— Your task —
Return the full set of entries exactly. Omit none.

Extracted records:
====
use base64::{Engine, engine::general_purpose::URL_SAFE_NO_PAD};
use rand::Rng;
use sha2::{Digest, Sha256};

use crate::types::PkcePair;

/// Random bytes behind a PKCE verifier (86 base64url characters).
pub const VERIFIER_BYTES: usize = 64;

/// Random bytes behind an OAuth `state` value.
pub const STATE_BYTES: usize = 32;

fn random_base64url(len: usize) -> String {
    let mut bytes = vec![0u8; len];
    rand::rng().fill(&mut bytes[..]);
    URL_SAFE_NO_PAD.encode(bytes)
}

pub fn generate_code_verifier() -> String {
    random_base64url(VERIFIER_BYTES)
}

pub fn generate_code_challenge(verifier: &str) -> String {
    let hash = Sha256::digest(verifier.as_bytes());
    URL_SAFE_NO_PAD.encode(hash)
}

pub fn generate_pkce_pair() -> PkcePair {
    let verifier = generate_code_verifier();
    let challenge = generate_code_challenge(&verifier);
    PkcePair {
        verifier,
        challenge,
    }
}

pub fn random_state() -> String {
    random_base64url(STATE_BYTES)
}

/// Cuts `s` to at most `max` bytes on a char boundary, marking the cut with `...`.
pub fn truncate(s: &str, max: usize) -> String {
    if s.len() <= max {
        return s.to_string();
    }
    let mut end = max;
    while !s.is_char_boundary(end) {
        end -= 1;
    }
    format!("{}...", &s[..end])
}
====
— Answer box —
use base64::{Engine, engine::general_purpose::URL_SAFE_NO_PAD};
use rand::Rng;
use sha2::{Digest, Sha256};

use crate::types::PkcePair;

/// Random bytes behind a PKCE verifier (86 base64url characters).
pub const VERIFIER_BYTES: usize = 64;

/// Random bytes behind an OAuth `state` value.
pub const STATE_BYTES: usize = 32;

fn random_base64url(len: usize) -> String {
    let mut bytes = vec![0u8; len];
    rand::rng().fill(&mut bytes[..]);
    URL_SAFE_NO_PAD.encode(bytes)
}

pub fn generate_code_verifier() -> String {
    random_base64url(VERIFIER_BYTES)
}

pub fn generate_code_challenge(verifier: &str) -> String {
    let hash = Sha256::digest(verifier.as_bytes());
    URL_SAFE_NO_PAD.encode(hash)
}

pub fn generate_pkce_pair() -> PkcePair {
    let verifier = generate_code_verifier();
    let challenge = generate_code_challenge(&verifier);
    PkcePair {
        verifier,
        challenge,
    }
}

pub fn random_state() -> String {
    random_base64url(STATE_BYTES)
}

/// Cuts `s` to at most `max` bytes on a char boundary, marking the cut with `...`.
pub fn truncate(s: &str, max: usize) -> String {
    if s.len() <= max {
        return s.to_string();
    }
    let mut end = max;
    while !s.is_char_boundary(end) {
        end -= 1;
    }
    format!("{}...", &s[..end])
}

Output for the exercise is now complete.